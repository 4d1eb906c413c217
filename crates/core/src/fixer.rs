//! Batch fix application — applies the preferred fix of each diagnostic
//!
//! All fixes for one file are staged in a single [`ChangeTracker`] session.
//! A fix that conflicts with one already staged is reported as failed rather
//! than merged; the caller can re-run diagnostics on the fixed text and try
//! again.

use crate::finding::Diagnostic;
use crate::fix::{apply_edits, ChangeTracker, FixError, TextEdit};
use crate::syntax::SourceFile;
use anyhow::{Context, Result};

/// Result of applying a single fix
#[derive(Debug, Clone)]
pub struct FixResult {
    pub rule: &'static str,
    pub fix: String,
    pub line: usize,
}

/// A fix that could not be staged
#[derive(Debug, Clone)]
pub struct FailedFix {
    pub rule: &'static str,
    pub fix: String,
    pub line: usize,
    pub error: FixError,
}

/// Summary of all fixes applied
#[derive(Debug, Clone, Default)]
pub struct FixReport {
    /// Number of fixes staged
    pub applied: usize,
    /// Number of diagnostics without any fix
    pub skipped: usize,
    /// Details of each applied fix
    pub results: Vec<FixResult>,
    /// Fixes rejected by the change tracker
    pub failed: Vec<FailedFix>,
}

/// Fixed text plus the edits that produced it
#[derive(Debug, Clone)]
pub struct FixOutcome {
    pub text: String,
    pub edits: Vec<TextEdit>,
    pub report: FixReport,
}

/// Apply the first fix of every diagnostic, in order, to `file`'s text
pub fn apply_fixes(
    file: &SourceFile,
    diagnostics: &[Diagnostic],
) -> Result<FixOutcome, FixError> {
    let mut report = FixReport::default();
    let mut tracker = ChangeTracker::new(file);

    for diagnostic in diagnostics {
        let Some(fix) = diagnostic.finding.fixes.first() else {
            report.skipped += 1;
            continue;
        };

        match fix.apply(&mut tracker) {
            Ok(()) => {
                report.applied += 1;
                report.results.push(FixResult {
                    rule: diagnostic.rule,
                    fix: fix.name.clone(),
                    line: diagnostic.finding.line,
                });
            }
            Err(error) => {
                tracing::warn!(
                    file = %file.path().display(),
                    rule = diagnostic.rule,
                    fix = %fix.name,
                    %error,
                    "fix not applied"
                );
                report.failed.push(FailedFix {
                    rule: diagnostic.rule,
                    fix: fix.name.clone(),
                    line: diagnostic.finding.line,
                    error,
                });
            }
        }
    }

    let edits = tracker.finalize();
    let text = apply_edits(file.text(), &edits)?;
    Ok(FixOutcome {
        text,
        edits,
        report,
    })
}

/// Apply fixes and write the result back to `file.path()`.
/// Files are modified in-place (user reviews via `git diff`).
pub fn write_fixes(file: &SourceFile, diagnostics: &[Diagnostic]) -> Result<FixReport> {
    let outcome = apply_fixes(file, diagnostics)?;
    if outcome.edits.is_empty() {
        return Ok(outcome.report);
    }
    std::fs::write(file.path(), &outcome.text)
        .with_context(|| format!("Failed to write {}", file.path().display()))?;
    Ok(outcome.report)
}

□ □ □ □ □

■ What is required ■
Print the material in full. Keep it exactly as it is.

■ Output ■
repository 4d1eb906c413c217
filename crates/core/src/fixer.rs
//! Batch fix application — applies the preferred fix of each diagnostic
//!
//! All fixes for one file are staged in a single [`ChangeTracker`] session.
//! A fix that conflicts with one already staged is reported as failed rather
//! than merged; the caller can re-run diagnostics on the fixed text and try
//! again.

use crate::finding::Diagnostic;
use crate::fix::{apply_edits, ChangeTracker, FixError, TextEdit};
use crate::syntax::SourceFile;
use anyhow::{Context, Result};

/// Result of applying a single fix
#[derive(Debug, Clone)]
pub struct FixResult {
    pub rule: &'static str,
    pub fix: String,
    pub line: usize,
}

/// A fix that could not be staged
#[derive(Debug, Clone)]
pub struct FailedFix {
    pub rule: &'static str,
    pub fix: String,
    pub line: usize,
    pub error: FixError,
}

/// Summary of all fixes applied
#[derive(Debug, Clone, Default)]
pub struct FixReport {
    /// Number of fixes staged
    pub applied: usize,
    /// Number of diagnostics without any fix
    pub skipped: usize,
    /// Details of each applied fix
    pub results: Vec<FixResult>,
    /// Fixes rejected by the change tracker
    pub failed: Vec<FailedFix>,
}

/// Fixed text plus the edits that produced it
#[derive(Debug, Clone)]
pub struct FixOutcome {
    pub text: String,
    pub edits: Vec<TextEdit>,
    pub report: FixReport,
}

/// Apply the first fix of every diagnostic, in order, to `file`'s text
pub fn apply_fixes(
    file: &SourceFile,
    diagnostics: &[Diagnostic],
) -> Result<FixOutcome, FixError> {
    let mut report = FixReport::default();
    let mut tracker = ChangeTracker::new(file);

    for diagnostic in diagnostics {
        let Some(fix) = diagnostic.finding.fixes.first() else {
            report.skipped += 1;
            continue;
        };

        match fix.apply(&mut tracker) {
            Ok(()) => {
                report.applied += 1;
                report.results.push(FixResult {
                    rule: diagnostic.rule,
                    fix: fix.name.clone(),
                    line: diagnostic.finding.line,
                });
            }
            Err(error) => {
                tracing::warn!(
                    file = %file.path().display(),
                    rule = diagnostic.rule,
                    fix = %fix.name,
                    %error,
                    "fix not applied"
                );
                report.failed.push(FailedFix {
                    rule: diagnostic.rule,
                    fix: fix.name.clone(),
                    line: diagnostic.finding.line,
                    error,
                });
            }
        }
    }

    let edits = tracker.finalize();
    let text = apply_edits(file.text(), &edits)?;
    Ok(FixOutcome {
        text,
        edits,
        report,
    })
}

/// Apply fixes and write the result back to `file.path()`.
/// Files are modified in-place (user reviews via `git diff`).
pub fn write_fixes(file: &SourceFile, diagnostics: &[Diagnostic]) -> Result<FixReport> {
    let outcome = apply_fixes(file, diagnostics)?;
    if outcome.edits.is_empty() {
        return Ok(outcome.report);
    }
    std::fs::write(file.path(), &outcome.text)
        .with_context(|| format!("Failed to write {}", file.path().display()))?;
    Ok(outcome.report)
}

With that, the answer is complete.